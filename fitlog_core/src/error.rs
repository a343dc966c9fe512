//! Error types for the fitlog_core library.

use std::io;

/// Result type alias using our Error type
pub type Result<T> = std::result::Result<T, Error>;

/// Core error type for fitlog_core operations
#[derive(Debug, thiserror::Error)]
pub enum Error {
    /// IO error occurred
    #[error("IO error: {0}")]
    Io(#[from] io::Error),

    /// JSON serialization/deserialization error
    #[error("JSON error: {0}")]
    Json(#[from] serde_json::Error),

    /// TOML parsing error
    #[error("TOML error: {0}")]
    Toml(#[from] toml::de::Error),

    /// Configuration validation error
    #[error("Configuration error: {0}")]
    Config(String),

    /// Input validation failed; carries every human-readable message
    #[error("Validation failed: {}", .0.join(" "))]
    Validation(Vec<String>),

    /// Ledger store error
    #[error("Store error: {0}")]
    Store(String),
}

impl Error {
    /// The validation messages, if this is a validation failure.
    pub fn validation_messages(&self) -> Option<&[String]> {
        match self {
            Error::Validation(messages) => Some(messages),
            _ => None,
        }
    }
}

■ EXERCISE PROMPT
Write out every entry again so that each line matches the original exactly.

■ OUTPUT OF THE EXERCISE
filename fitlog_core/src/error.rs
repository a343dc966c9fe512
//! Error types for the fitlog_core library.

use std::io;

/// Result type alias using our Error type
pub type Result<T> = std::result::Result<T, Error>;

/// Core error type for fitlog_core operations
#[derive(Debug, thiserror::Error)]
pub enum Error {
    /// IO error occurred
    #[error("IO error: {0}")]
    Io(#[from] io::Error),

    /// JSON serialization/deserialization error
    #[error("JSON error: {0}")]
    Json(#[from] serde_json::Error),

    /// TOML parsing error
    #[error("TOML error: {0}")]
    Toml(#[from] toml::de::Error),

    /// Configuration validation error
    #[error("Configuration error: {0}")]
    Config(String),

    /// Input validation failed; carries every human-readable message
    #[error("Validation failed: {}", .0.join(" "))]
    Validation(Vec<String>),

    /// Ledger store error
    #[error("Store error: {0}")]
    Store(String),
}

impl Error {
    /// The validation messages, if this is a validation failure.
    pub fn validation_messages(&self) -> Option<&[String]> {
        match self {
            Error::Validation(messages) => Some(messages),
            _ => None,
        }
    }
}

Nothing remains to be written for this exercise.